◆ Exercise data
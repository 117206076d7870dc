//! Pin Policy File rendering.
//!
//! APT selects the candidate version of a package by priority; packages from
//! the default release sit at 500. Pinning the secondary release well below
//! that keeps a plain `upgrade` from ever choosing it, while
//! `apt-get install -t <release> <pkg>` still can.

use crate::error::{IntegratorError, Result};

/// Priority APT assigns to packages from releases that are not pinned.
pub const DEFAULT_INSTALL_PRIORITY: i32 = 500;

/// Priority given to every package of the secondary release.
pub const DEFAULT_PIN_PRIORITY: i32 = 50;

/// A single preferences stanza matching every package of one release.
#[derive(Debug, Clone, PartialEq, Eq)]
pub struct PinPolicy {
    package: String,
    release: String,
    priority: i32,
}

impl PinPolicy {
    /// Pins all packages (`*`) whose release archive matches `release`.
    ///
    /// # Examples
    ///
    /// ```
    /// use repo_integrator::pin::PinPolicy;
    ///
    /// let policy = PinPolicy::for_release("kali-rolling", 50);
    /// assert_eq!(
    ///     policy.render(),
    ///     "Package: *\nPin: release a=kali-rolling\nPin-Priority: 50\n"
    /// );
    /// ```
    #[must_use]
    pub fn for_release(release: &str, priority: i32) -> Self {
        Self {
            package: "*".to_owned(),
            release: release.to_owned(),
            priority,
        }
    }

    /// Returns the release label the stanza matches.
    #[must_use]
    pub fn release(&self) -> &str {
        &self.release
    }

    /// Returns the pin priority.
    #[must_use]
    pub const fn priority(&self) -> i32 {
        self.priority
    }

    /// Returns true when packages of this release lose to the default release.
    #[must_use]
    pub const fn is_demoted(&self) -> bool {
        self.priority < DEFAULT_INSTALL_PRIORITY
    }

    /// Renders the stanza in APT preferences syntax.
    #[must_use]
    pub fn render(&self) -> String {
        format!(
            "Package: {}\nPin: release a={}\nPin-Priority: {}\n",
            self.package, self.release, self.priority
        )
    }
}

/// Checks that a configured priority still demotes the secondary release.
///
/// # Errors
///
/// Returns [`IntegratorError::InvalidConfig`] for priorities at or above
/// [`DEFAULT_INSTALL_PRIORITY`], which would let upgrades pull packages from
/// the secondary release.
pub fn validate_priority(priority: i32) -> Result<()> {
    if priority >= DEFAULT_INSTALL_PRIORITY {
        return Err(IntegratorError::InvalidConfig {
            reason: format!(
                "pin priority {priority} must stay below {DEFAULT_INSTALL_PRIORITY} so upgrades never select the secondary release"
            ),
        });
    }
    Ok(())
}

#[cfg(test)]
mod tests {
    use super::*;
    use rstest::rstest;

    #[test]
    fn default_stanza_matches_kali_rolling() {
        let policy = PinPolicy::for_release("kali-rolling", DEFAULT_PIN_PRIORITY);
        assert_eq!(
            policy.render(),
            "Package: *\nPin: release a=kali-rolling\nPin-Priority: 50\n"
        );
        assert!(policy.is_demoted());
    }

    #[test]
    fn accessors_report_inputs() {
        let policy = PinPolicy::for_release("sid", -10);
        assert_eq!(policy.release(), "sid");
        assert_eq!(policy.priority(), -10);
    }

    #[rstest]
    #[case::default(50, true)]
    #[case::negative(-1, true)]
    #[case::just_below(499, true)]
    #[case::at_default(500, false)]
    #[case::above(990, false)]
    fn priority_validation(#[case] priority: i32, #[case] accepted: bool) {
        assert_eq!(validate_priority(priority).is_ok(), accepted);
        assert_eq!(PinPolicy::for_release("x", priority).is_demoted(), accepted);
    }
}
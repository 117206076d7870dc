//! Repository integrator CLI entrypoint.
//!
//! This binary backs up the host's APT source and pinning configuration,
//! registers the secondary repository and its signing key, pins it below the
//! default release, and refreshes the package indices.

use clap::Parser;
use repo_integrator::backup::SystemClock;
use repo_integrator::cli::Cli;
use repo_integrator::config::IntegratorConfig;
use repo_integrator::download::HttpDownloader;
use repo_integrator::error::IntegratorError;
use repo_integrator::executor::SystemCommandExecutor;
use repo_integrator::logging;
use repo_integrator::output::{Console, DryRunInfo, write_error_line};
use repo_integrator::pipeline::{Collaborators, StepFailure, integrate};
use repo_integrator::privilege::SystemIdentity;
use std::io::Write;

/// Why a run did not complete.
#[derive(Debug)]
enum Failure {
    /// The configuration could not be loaded.
    Config(IntegratorError),
    /// A pipeline step failed.
    Step(StepFailure),
}

impl Failure {
    fn exit_code(&self) -> i32 {
        match self {
            Self::Config(err) => err.exit_code(),
            Self::Step(failure) => failure.exit_code(),
        }
    }
}

impl std::fmt::Display for Failure {
    fn fmt(&self, f: &mut std::fmt::Formatter<'_>) -> std::fmt::Result {
        match self {
            Self::Config(err) => write!(f, "{err}"),
            Self::Step(failure) => write!(f, "{failure}"),
        }
    }
}

fn main() {
    let cli = Cli::parse();
    if logging::init(cli.log_level()).is_err() {
        // A subscriber is already installed; keep using it.
    }
    let mut stdout = std::io::stdout();
    let mut stderr = std::io::stderr();
    let run_result = run(&cli, &mut stdout, &mut stderr);
    let exit_code = exit_code_for_run_result(run_result, &mut stderr);
    if exit_code != 0 {
        std::process::exit(exit_code);
    }
}

fn run(cli: &Cli, stdout: &mut dyn Write, stderr: &mut dyn Write) -> Result<(), Failure> {
    let config = load_config(cli).map_err(Failure::Config)?;

    // Dry-run mode: show what would be done without side effects
    if cli.dry_run {
        write_stdout_line(stdout, DryRunInfo { config: &config }.display_text());
        return Ok(());
    }

    let downloader = HttpDownloader::new(config.download_timeout());
    let collaborators = Collaborators {
        identity: &SystemIdentity,
        downloader: &downloader,
        executor: &SystemCommandExecutor,
        clock: &SystemClock,
    };
    let mut console = Console::new(stdout, stderr, cli.quiet);
    let report = integrate(&config, &collaborators, &mut console).map_err(Failure::Step)?;
    log::debug!("integration finished: {report:?}");
    Ok(())
}

fn load_config(cli: &Cli) -> repo_integrator::error::Result<IntegratorConfig> {
    match &cli.config {
        Some(path) => IntegratorConfig::load(path),
        None => Ok(IntegratorConfig::default()),
    }
}

fn exit_code_for_run_result(result: Result<(), Failure>, stderr: &mut dyn Write) -> i32 {
    match result {
        Ok(()) => 0,
        Err(failure) => {
            write_error_line(stderr, &failure);
            failure.exit_code()
        }
    }
}

fn write_stdout_line(stdout: &mut dyn Write, message: impl std::fmt::Display) {
    if writeln!(stdout, "{message}").is_err() {
        // Best-effort output; ignore write failures.
    }
}
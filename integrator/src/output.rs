//! User-facing console output.
//!
//! Progress goes to stdout with a `==> ` prefix; warnings and errors go to
//! stderr. All helpers take injected writers so the pipeline's output can be
//! captured in tests.

use crate::backup::{BACKED_UP_DIRS, BACKED_UP_FILES};
use crate::config::{IntegratorConfig, TrustStore};
use crate::descriptor::render_source_list;
use crate::pin::PinPolicy;
use crate::refresh::refresh_command_line;
use std::fmt::Display;
use std::io::Write;

/// Prefix of informational lines.
pub const INFO_PREFIX: &str = "==> ";
/// Prefix of warning lines.
pub const WARNING_PREFIX: &str = "WARNING: ";
/// Prefix of error lines.
pub const ERROR_PREFIX: &str = "ERROR: ";

/// Writes a `==> ` progress line.
pub fn write_info_line(out: &mut dyn Write, message: impl Display) {
    write_prefixed_line(out, INFO_PREFIX, message);
}

/// Writes a `WARNING: ` line.
pub fn write_warning_line(err: &mut dyn Write, message: impl Display) {
    write_prefixed_line(err, WARNING_PREFIX, message);
}

/// Writes an `ERROR: ` line.
pub fn write_error_line(err: &mut dyn Write, message: impl Display) {
    write_prefixed_line(err, ERROR_PREFIX, message);
}

fn write_prefixed_line(writer: &mut dyn Write, prefix: &str, message: impl Display) {
    if writeln!(writer, "{prefix}{message}").is_err() {
        // Best-effort output; ignore write failures.
    }
}

/// Destination of the pipeline's console output.
pub struct Console<'a> {
    out: &'a mut dyn Write,
    err: &'a mut dyn Write,
    quiet: bool,
}

impl<'a> Console<'a> {
    /// Creates a console writing progress to `out` and diagnostics to `err`.
    ///
    /// With `quiet` set, progress lines are dropped; warnings are always
    /// written.
    pub fn new(out: &'a mut dyn Write, err: &'a mut dyn Write, quiet: bool) -> Self {
        Self { out, err, quiet }
    }

    /// Reports progress unless quiet.
    pub fn info(&mut self, message: impl Display) {
        if !self.quiet {
            write_info_line(self.out, message);
        }
    }

    /// Reports a tolerated problem.
    pub fn warning(&mut self, message: impl Display) {
        write_warning_line(self.err, message);
    }
}

/// Describes what a run would do without doing it.
///
/// # Examples
///
/// ```
/// use repo_integrator::config::IntegratorConfig;
/// use repo_integrator::output::DryRunInfo;
///
/// let config = IntegratorConfig::default();
/// let text = DryRunInfo { config: &config }.display_text();
/// assert!(text.contains("Dry run"));
/// assert!(text.contains("deb http://http.kali.org/kali kali-rolling main non-free contrib"));
/// assert!(text.contains("Pin-Priority: 50"));
/// ```
#[derive(Debug)]
pub struct DryRunInfo<'a> {
    /// The resolved configuration.
    pub config: &'a IntegratorConfig,
}

impl DryRunInfo<'_> {
    /// Format the dry-run information for display.
    #[must_use]
    pub fn display_text(&self) -> String {
        let config = self.config;
        let paths = &config.paths;
        let pin = PinPolicy::for_release(&config.repository.distribution, config.pin_priority);

        let mut lines = vec![
            "Dry run - no files will be modified".to_owned(),
            String::new(),
            format!(
                "Backup: {} and {} from {} into {}/<timestamp>",
                BACKED_UP_FILES.join(", "),
                BACKED_UP_DIRS.map(|dir| format!("{dir}/")).join(", "),
                paths.apt_root,
                paths.backup_root,
            ),
            format!("Key URL: {}", config.key_url),
            format!("Temporary key file: {}", paths.temp_key),
        ];
        lines.push(match &config.trust_store {
            TrustStore::AptKey => format!("Trust store: apt-key add {}", paths.temp_key),
            TrustStore::Keyring { path } => format!("Trust store: keyring at {path}"),
        });
        if let Some(timeout) = config.download_timeout_secs {
            lines.push(format!("Download timeout: {timeout}s"));
        }
        lines.push(format!("Index refresh: {}", refresh_command_line()));

        lines.push(String::new());
        lines.push(format!("Source list ({}):", paths.source_list));
        lines.extend(render_source_list(&config.repository).lines().map(indent));
        lines.push(String::new());
        lines.push(format!("Pin policy ({}):", paths.pin_policy));
        lines.extend(pin.render().lines().map(indent));

        lines.join("\n")
    }
}

fn indent(line: &str) -> String {
    format!("  {line}")
}
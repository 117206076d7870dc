//! Superuser check.
//!
//! Every later step writes under `/etc/apt` or talks to the APT trust store,
//! so the run is refused up front unless the effective UID is 0.

use crate::error::{IntegratorError, Result};

/// Source of the process's effective user identity.
pub trait IdentitySource {
    /// Returns the effective UID of the running process.
    fn effective_uid(&self) -> u32;
}

/// Reads the effective UID from the operating system.
#[derive(Debug, Clone, Copy, Default)]
pub struct SystemIdentity;

impl IdentitySource for SystemIdentity {
    fn effective_uid(&self) -> u32 {
        // SAFETY: geteuid has no preconditions and cannot fail.
        unsafe { libc::geteuid() }
    }
}

/// Fails unless the effective UID is the superuser's.
///
/// # Errors
///
/// Returns [`IntegratorError::PrivilegeRequired`] for any non-zero UID.
///
/// # Examples
///
/// ```
/// use repo_integrator::privilege::{IdentitySource, ensure_superuser};
///
/// struct Uid(u32);
/// impl IdentitySource for Uid {
///     fn effective_uid(&self) -> u32 { self.0 }
/// }
///
/// assert!(ensure_superuser(&Uid(0)).is_ok());
/// assert!(ensure_superuser(&Uid(1000)).is_err());
/// ```
pub fn ensure_superuser(identity: &dyn IdentitySource) -> Result<()> {
    let euid = identity.effective_uid();
    log::debug!("effective UID is {euid}");
    if euid == 0 {
        Ok(())
    } else {
        Err(IntegratorError::PrivilegeRequired { euid })
    }
}
//! Signing key import.
//!
//! The key is downloaded to a temporary file and handed to the configured
//! [`TrustStore`]. The temporary file is owned by a [`TempKeyFile`] guard and
//! removed when the step ends, whether or not the import succeeded.
//!
//! The temporary path is predictable and usually lives in a world-writable
//! directory, so the file is always freshly created: any existing entry is
//! removed first and the file is opened exclusively without following
//! symlinks.

use crate::config::TrustStore;
use crate::download::KeyDownloader;
use crate::error::{IntegratorError, Result};
use crate::executor::{CommandExecutor, run_checked};
use camino::{Utf8Path, Utf8PathBuf};
use std::fs::{self, File, OpenOptions};
use std::io::ErrorKind;
use std::os::unix::fs::{OpenOptionsExt, PermissionsExt};

/// Program used by the `apt-key` trust store.
pub const APT_KEY_PROGRAM: &str = "apt-key";

/// Permissions of an installed keyring file.
const KEYRING_MODE: u32 = 0o644;

/// Permissions of the temporary key file.
const TEMP_KEY_MODE: u32 = 0o600;

/// Removes the temporary key file when dropped.
#[derive(Debug)]
pub struct TempKeyFile {
    path: Utf8PathBuf,
}

impl TempKeyFile {
    /// Takes ownership of `path`, which need not exist yet.
    #[must_use]
    pub fn new(path: &Utf8Path) -> Self {
        Self {
            path: path.to_owned(),
        }
    }

    /// Returns the guarded path.
    #[must_use]
    pub fn path(&self) -> &Utf8Path {
        &self.path
    }
}

impl Drop for TempKeyFile {
    fn drop(&mut self) {
        match fs::remove_file(&self.path) {
            Ok(()) => log::trace!("removed {}", self.path),
            Err(e) if e.kind() == ErrorKind::NotFound => {}
            Err(e) => log::warn!("could not remove temporary key file {}: {e}", self.path),
        }
    }
}

/// Downloads the signing key and registers it with `trust_store`.
///
/// # Errors
///
/// Returns [`IntegratorError::KeyDownload`] or [`IntegratorError::KeyNotFound`]
/// when the download fails, [`IntegratorError::CommandFailed`] when `apt-key`
/// rejects the key, and [`IntegratorError::WriteFailed`] when the temporary
/// key file cannot be created or the keyring file cannot be installed.
pub fn import_signing_key(
    key_url: &str,
    temp_key: &Utf8Path,
    trust_store: &TrustStore,
    downloader: &dyn KeyDownloader,
    executor: &dyn CommandExecutor,
) -> Result<()> {
    let guard = TempKeyFile::new(temp_key);
    if let Some(parent) = guard.path().parent() {
        fs::create_dir_all(parent).map_err(|source| IntegratorError::WriteFailed {
            path: parent.to_owned(),
            source,
        })?;
    }
    let mut key_file = create_key_file(guard.path())?;
    downloader
        .download_key(key_url, &mut key_file)
        .map_err(|e| e.into_integrator_error(key_url))?;
    drop(key_file);

    match trust_store {
        TrustStore::AptKey => {
            run_checked(executor, APT_KEY_PROGRAM, &["add", guard.path().as_str()])?;
        }
        TrustStore::Keyring { path } => install_keyring(guard.path(), path)?,
    }
    Ok(())
}

/// Creates an empty key file at `path`, replacing whatever entry was there.
fn create_key_file(path: &Utf8Path) -> Result<File> {
    let write_failed = |source: std::io::Error| IntegratorError::WriteFailed {
        path: path.to_owned(),
        source,
    };
    match fs::remove_file(path) {
        Ok(()) => log::debug!("removed stale entry at {path}"),
        Err(e) if e.kind() == ErrorKind::NotFound => {}
        Err(e) => return Err(write_failed(e)),
    }
    open_exclusive(path).map_err(write_failed)
}

/// Opens a new file at `path`, failing if any entry (including a dangling
/// symlink) already exists.
fn open_exclusive(path: &Utf8Path) -> std::io::Result<File> {
    OpenOptions::new()
        .write(true)
        .create_new(true)
        .mode(TEMP_KEY_MODE)
        .custom_flags(libc::O_NOFOLLOW)
        .open(path)
}

fn install_keyring(key_file: &Utf8Path, destination: &Utf8Path) -> Result<()> {
    let write_failed = |source: std::io::Error| IntegratorError::WriteFailed {
        path: destination.to_owned(),
        source,
    };
    if let Some(parent) = destination.parent() {
        fs::create_dir_all(parent).map_err(write_failed)?;
    }
    fs::copy(key_file, destination).map_err(write_failed)?;
    fs::set_permissions(destination, fs::Permissions::from_mode(KEYRING_MODE))
        .map_err(write_failed)?;
    log::debug!("installed signing key at {destination}");
    Ok(())
}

◆ Assignment
Where does the string "indent" occur in the material? Copy every line where it does.

◆ Reply to the exercise
        lines.extend(render_source_list(&config.repository).lines().map(indent));
        lines.extend(pin.render().lines().map(indent));
fn indent(line: &str) -> String {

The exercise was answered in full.